[PROMPT]: Figure out how many lines in these records contain "classpath". Only the number belongs in the reply.

Saved data entries:
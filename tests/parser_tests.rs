use jit_trace_studio::model::{
    AssemblyBlock, AssemblyProcessor, AttachSummary, ClassModel, CodeCacheEventKind,
    JournalKind, MemberSignature, PackageManager,
};
use jit_trace_studio::parser::{HotSpotLogParser, StopHandle};
use jit_trace_studio::utils::config::{
    MISSING_TRACE_CLASS_LOADING_BODY, MISSING_TRACE_CLASS_LOADING_TITLE,
};
use jit_trace_studio::utils::error::LogError;
use pretty_assertions::assert_eq;
use std::io::{BufRead, Read, Write};
use std::sync::{Arc, Mutex};
use tempfile::NamedTempFile;

const SAMPLE_LOG: &str = "\
<?xml version='1.0' encoding='UTF-8'?>
<hotspot_log version='160 1' process='4242' time_ms='1700000000000'>
<vm_version>
<name>
OpenJDK 64-Bit Server VM
</name>
<release>
17.0.2+8
</release>
</vm_version>
<vm_arguments>
<command>
com.example.Main --iterations 10
</command>
</vm_arguments>
<tty>
<writer thread='140120'/>
<start_compile_thread name='C2 CompilerThread0' thread='140121' process='4242' stamp='0.050'/>
<start_compile_thread name='C1 CompilerThread0' thread='140122' process='4242' stamp='0.051'/>
[Loaded java.lang.Object from file:/opt/jdk/lib/rt.jar]
[Loaded java.lang.String from file:/opt/jdk/lib/rt.jar]
[Loaded com.example.Main from file:/home/dev/My%20App/classes/]
<task_queued compile_id='1' method='java/lang/String hashCode ()I' bytes='55' count='5000' iicount='5000' level='3' stamp='0.100' comment='tiered' hot_count='5000'/>
<task_queued compile_id='2' method='com/example/Main loop (I)V' bytes='40' count='10000' backedge_count='60000' osr_bci='5' level='4' stamp='0.120' comment='tiered' hot_count='60000'/>
<writer thread='140121'/>
<task compile_id='2' compile_kind='osr' method='com/example/Main loop (I)V' bytes='40' count='10000' osr_bci='5' level='4' stamp='0.121'>
<phase name='parse' nodes='3' live='3' stamp='0.121'>
<parse method='1001' uses='10000' stamp='0.121'>
<bc code='182' bci='10'/>
<call method='1002' count='10000' prof_factor='1' inline='1'/>
<inline_success reason='inline (hot)'/>
</parse>
<phase_done name='parse' nodes='120' live='100' stamp='0.124'/>
</phase>
<code_cache total_blobs='300' nmethods='12' adapters='150' free_code_cache='248000000'/>
<task_done success='1' nmsize='384' count='10000' inlined_bytes='35' stamp='0.171'/>
</task>
<writer thread='140122'/>
<task compile_id='1' method='java/lang/String hashCode ()I' bytes='55' count='5000' level='3' stamp='0.101'>
<task_done success='1' nmsize='208' count='5000' stamp='0.106'/>
</task>
  @ 3   java.lang.String::isLatin1 (19 bytes)   inline (hot)
<nmethod compile_id='1' compiler='c1' level='3' method='java/lang/String hashCode ()I' bytes='55' count='5000' address='0x00007f0000001010' code_begin='0x00007f0000001200' size='608' insts_bytes='208' stamp='0.107'/>
Decoding compiled method 0x00007f0000001010:
Code:
  0x00007f0000001200: mov    %eax,-0x16000(%rsp)
  0x00007f0000001207: push   %rbp
  0x00007f0000001208: hlt <nmethod compile_id='2' compile_kind='osr' compiler='c2' level='4' method='com/example/Main loop (I)V' bytes='40' address='0x00007f0000002010' size='1024' stamp='0.172'/>
<sweeper state='finished' traversals='1' total_blobs='280' stamp='2.500'/>
<code_cache_full stamp='3.000'/>
<make_not_entrant thread='140121' compile_id='1' compiler='c1' level='3' stamp='3.100'/>
<hotspot_log_done stamp='4.250'/>
";

fn write_log(content: &str) -> NamedTempFile {
    let mut file = NamedTempFile::new().unwrap();
    file.write_all(content.as_bytes()).unwrap();
    file.flush().unwrap();
    file
}

fn parse_str(content: &str) -> (HotSpotLogParser, Vec<(String, String)>) {
    let mut errors = Vec::new();
    let mut parser = HotSpotLogParser::new();
    parser.parse_reader(content.as_bytes(), &mut |title: &str, body: &str| {
        errors.push((title.to_string(), body.to_string()))
    });
    (parser, errors)
}

fn member_sig(method: &str) -> MemberSignature {
    MemberSignature::parse(method).unwrap()
}

#[test]
fn test_full_log_from_file() {
    let log = write_log(SAMPLE_LOG);
    let mut errors = Vec::new();
    let mut parser = HotSpotLogParser::new();
    let lines = parser
        .parse(log.path(), &mut |title: &str, body: &str| {
            errors.push((title.to_string(), body.to_string()))
        })
        .unwrap();

    assert_eq!(lines, SAMPLE_LOG.lines().count());
    assert!(errors.is_empty());
    assert!(!parser.context().has_parse_error());
    assert!(parser.context().has_trace_class_load);

    let model = parser.model();
    assert_eq!(model.vm_version_release(), Some("17.0.2+8"));
    assert_eq!(model.vm_command(), Some("com.example.Main --iterations 10"));
    assert_eq!(model.end_of_log_stamp(), Some(4.25));

    assert_eq!(
        parser.classpath().locations(),
        &["/opt/jdk/lib/rt.jar".to_string(), "/home/dev/My App/classes/".to_string()]
    );
    assert_eq!(model.package_manager().class_count(), 3);
    assert_eq!(model.package_manager().member_count(), 2);
}

#[test]
fn test_full_log_statistics() {
    let (parser, _) = parse_str(SAMPLE_LOG);
    let stats = parser.model().jit_stats();

    assert_eq!(stats.compiler_threads, 2);
    assert_eq!(stats.queued_tasks, 2);
    assert_eq!(stats.compiled_methods, 2);
    assert_eq!(stats.c1_compilations, 1);
    assert_eq!(stats.c2_compilations, 1);
    assert_eq!(stats.osr_compilations, 1);
    assert_eq!(stats.native_bytes, 608 + 1024);
    assert_eq!(stats.completed_tasks, 2);
    assert_eq!(stats.failed_tasks, 0);
    assert_eq!(stats.sweeper_events, 1);
    assert_eq!(stats.cache_full_events, 1);

    let kinds: Vec<CodeCacheEventKind> = parser
        .model()
        .code_cache_events()
        .iter()
        .map(|e| e.kind)
        .collect();
    assert_eq!(
        kinds,
        vec![
            CodeCacheEventKind::Compilation,
            CodeCacheEventKind::Sweeper,
            CodeCacheEventKind::CacheFull
        ]
    );
}

#[test]
fn test_member_journal_and_attributes() {
    let (parser, _) = parse_str(SAMPLE_LOG);
    let pm = parser.model().package_manager();

    let loop_member = pm.member(&member_sig("com/example/Main loop (I)V")).unwrap();
    let kinds: Vec<JournalKind> = loop_member.journal().entries().iter().map(|e| e.kind).collect();
    assert_eq!(kinds, vec![JournalKind::Queued, JournalKind::Task, JournalKind::Compiled]);
    assert_eq!(loop_member.queued_attribute("stamp"), Some("0.120"));
    assert_eq!(loop_member.task_attribute("nmsize"), Some("384"));
    assert_eq!(loop_member.compiled_attribute("size"), Some("1024"));
    assert!((loop_member.compile_time().unwrap() - 0.050).abs() < 1e-9);

    let task_entry = &loop_member.journal().entries()[1];
    let task = task_entry.element.as_task().unwrap();
    assert_eq!(task.compilation_len(), 8);
}

#[test]
fn test_assembly_attached_by_address() {
    let (parser, _) = parse_str(SAMPLE_LOG);
    let pm = parser.model().package_manager();

    let hash_code = pm.member(&member_sig("java/lang/String hashCode ()I")).unwrap();
    let block = hash_code.assembly().expect("assembly should be attached");
    assert_eq!(block.address, "0x00007f0000001010");
    assert_eq!(
        block.lines,
        vec![
            "Code:".to_string(),
            "  0x00007f0000001200: mov    %eax,-0x16000(%rsp)".to_string(),
            "  0x00007f0000001207: push   %rbp".to_string(),
            "  0x00007f0000001208: hlt ".to_string(),
        ]
    );

    let loop_member = pm.member(&member_sig("com/example/Main loop (I)V")).unwrap();
    assert!(loop_member.assembly().is_none());
    assert_eq!(parser.attach_summary(), AttachSummary { attached: 1, unmatched: 0 });
}

#[test]
fn test_stream_counts() {
    let (parser, _) = parse_str(SAMPLE_LOG);
    let split_log = parser.split_log();
    assert_eq!(split_log.header_lines().len(), 15);
    assert_eq!(split_log.class_loader_lines().len(), 3);
    assert_eq!(split_log.assembly_lines().len(), 5);
}

#[test]
fn test_header_end_and_queued_event() {
    let (parser, _) = parse_str(
        "<?xml version='1.0'?>\n<hotspot_log>\n<tty>\n<task_queued compile_id='1' method='A m ()V' stamp='0.1'/>\n",
    );

    assert_eq!(parser.split_log().header_lines().len(), 2);
    assert_eq!(parser.split_log().compilation_lines().len(), 1);

    let member = parser
        .model()
        .package_manager()
        .member(&member_sig("A m ()V"))
        .unwrap();
    assert_eq!(member.queued_attribute("compile_id"), Some("1"));
    assert_eq!(member.journal().len(), 1);
}

#[test]
fn test_inlined_nmethod_records_compiled_event() {
    let (parser, _) = parse_str(
        "  0x00007fa8 hlt <nmethod compile_id='7' method='X y ()V' address='0x1' size='8'/>\n",
    );

    assert_eq!(parser.split_log().assembly_lines()[0].line, "  0x00007fa8 hlt ");
    let member = parser
        .model()
        .package_manager()
        .member(&member_sig("X y ()V"))
        .unwrap();
    assert!(member.is_compiled());
    assert_eq!(member.native_size(), Some(8));
}

#[test]
fn test_class_load() {
    let (parser, errors) = parse_str("[Loaded java.lang.String from file:/opt/jdk/lib/rt.jar]\n");

    assert!(errors.is_empty());
    assert!(parser.context().has_trace_class_load);
    assert_eq!(parser.classpath().locations(), &["/opt/jdk/lib/rt.jar".to_string()]);
    assert!(parser.model().package_manager().class("java.lang.String").is_some());
}

#[test]
fn test_missing_switch_reported() {
    let (parser, errors) = parse_str("<tty>\n<task_queued compile_id='1' method='A m ()V'/>\n");

    assert_eq!(
        errors,
        vec![(
            MISSING_TRACE_CLASS_LOADING_TITLE.to_string(),
            MISSING_TRACE_CLASS_LOADING_BODY.to_string()
        )]
    );
    assert_eq!(
        errors[0].0,
        "Missing VM Switch -XX:+TraceClassLoading"
    );
    assert!(parser.context().has_parse_error());
}

#[test]
fn test_stray_print_compilation_dropped() {
    let (parser, _) = parse_str("@ 3 java.lang.Math::abs (5 bytes)\n");
    assert!(parser.split_log().is_empty());
}

#[test]
fn test_empty_input() {
    let (parser, errors) = parse_str("");
    assert!(parser.split_log().is_empty());
    assert!(parser.context().has_parse_error());
    assert_eq!(errors.len(), 1);
}

#[test]
fn test_header_only_input() {
    let (parser, errors) = parse_str(
        "<?xml version='1.0'?>\n<hotspot_log process='1'>\n<vm_version>\n<release>\n11.0.1\n</release>\n</vm_version>\n",
    );

    let split_log = parser.split_log();
    assert!(split_log.compilation_lines().is_empty());
    assert!(split_log.class_loader_lines().is_empty());
    assert!(split_log.assembly_lines().is_empty());
    assert_eq!(parser.model().vm_version_release(), Some("11.0.1"));
    assert_eq!(errors.len(), 1);
}

#[test]
fn test_missing_file() {
    let mut parser = HotSpotLogParser::new();
    let mut ignore = |_: &str, _: &str| {};
    let result = parser.parse("/no/such/hotspot.log", &mut ignore);
    assert!(matches!(result, Err(LogError::Open { .. })));
}

#[test]
fn test_custom_body_skip() {
    let mut parser = HotSpotLogParser::new().with_body_skip(["<nmethod"]);
    let mut ignore = |_: &str, _: &str| {};
    parser.parse_reader(
        "<nmethod compile_id='1' method='A m ()V' size='10'/>\n".as_bytes(),
        &mut ignore,
    );
    assert_eq!(parser.model().jit_stats().compiled_methods, 0);
}

/// Clears the flag through a `StopHandle` once `stop_after` lines were served
struct StoppingReader {
    lines: Vec<String>,
    served: usize,
    stop_after: usize,
    handle: StopHandle,
}

impl Read for StoppingReader {
    fn read(&mut self, out: &mut [u8]) -> std::io::Result<usize> {
        let n = {
            let buf = self.fill_buf()?;
            let n = buf.len().min(out.len());
            out[..n].copy_from_slice(&buf[..n]);
            n
        };
        self.consume(n);
        Ok(n)
    }
}

impl BufRead for StoppingReader {
    fn fill_buf(&mut self) -> std::io::Result<&[u8]> {
        Ok(self
            .lines
            .get(self.served)
            .map(|l| l.as_bytes())
            .unwrap_or(&[]))
    }

    fn consume(&mut self, amt: usize) {
        if amt > 0 {
            self.served += 1;
            if self.served == self.stop_after {
                self.handle.stop();
            }
        }
    }
}

#[test]
fn test_stop_keeps_classified_lines() {
    let mut parser = HotSpotLogParser::new();
    let reader = StoppingReader {
        lines: vec![
            "[Loaded A from file:/a.jar]\n".to_string(),
            "<task_queued compile_id='1' method='A m ()V'/>\n".to_string(),
            "<task_queued compile_id='2' method='A n ()V'/>\n".to_string(),
            "<task_queued compile_id='3' method='A o ()V'/>\n".to_string(),
        ],
        served: 0,
        stop_after: 2,
        handle: parser.stop_handle(),
    };

    let mut ignore = |_: &str, _: &str| {};
    let lines = parser.parse_reader(reader, &mut ignore);

    assert_eq!(lines, 2);
    assert_eq!(parser.split_log().compilation_lines().len(), 1);
    // later phases still ran on what was read
    assert_eq!(parser.model().package_manager().member_count(), 1);
    assert!(parser.context().has_trace_class_load);
}

#[derive(Default)]
struct RecordingProcessor {
    lines: Arc<Mutex<Vec<String>>>,
}

impl AssemblyProcessor for RecordingProcessor {
    fn handle_line(&mut self, line: &str) {
        self.lines.lock().unwrap().push(line.to_string());
    }

    fn complete(&mut self) {}

    fn attach_assembly_to_members(&mut self, package_manager: &mut PackageManager) -> AttachSummary {
        let lines = self.lines.lock().unwrap().clone();
        let mut attached = 0;
        for member in package_manager.members_mut() {
            member.set_assembly(AssemblyBlock {
                address: "custom".to_string(),
                lines: lines.clone(),
            });
            attached += 1;
        }
        AttachSummary { attached, unmatched: 0 }
    }

    fn clear(&mut self) {}
}

#[test]
fn test_custom_assembly_processor() {
    let recorded = Arc::new(Mutex::new(Vec::new()));
    let processor = RecordingProcessor {
        lines: Arc::clone(&recorded),
    };

    let mut parser = HotSpotLogParser::new().with_assembly_processor(Box::new(processor));
    let mut ignore = |_: &str, _: &str| {};
    parser.parse_reader(
        "<nmethod compile_id='1' method='A m ()V'/>\n  0x01: nop\n  0x02: ret\n".as_bytes(),
        &mut ignore,
    );

    assert_eq!(*recorded.lock().unwrap(), vec!["  0x01: nop", "  0x02: ret"]);
    assert_eq!(parser.attach_summary().attached, 1);
}

#[test]
fn test_class_load_glued_to_tag() {
    let (parser, errors) = parse_str(
        "<task_queued compile_id='1' method='A m ()V'/>[Loaded A from file:/a.jar]\n",
    );

    assert!(errors.is_empty());
    assert!(parser.context().has_trace_class_load);
    assert_eq!(parser.classpath().locations(), &["/a.jar".to_string()]);
    assert_eq!(parser.model().jit_stats().queued_tasks, 1);
}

[ANSWER FOR THE TASK]: 3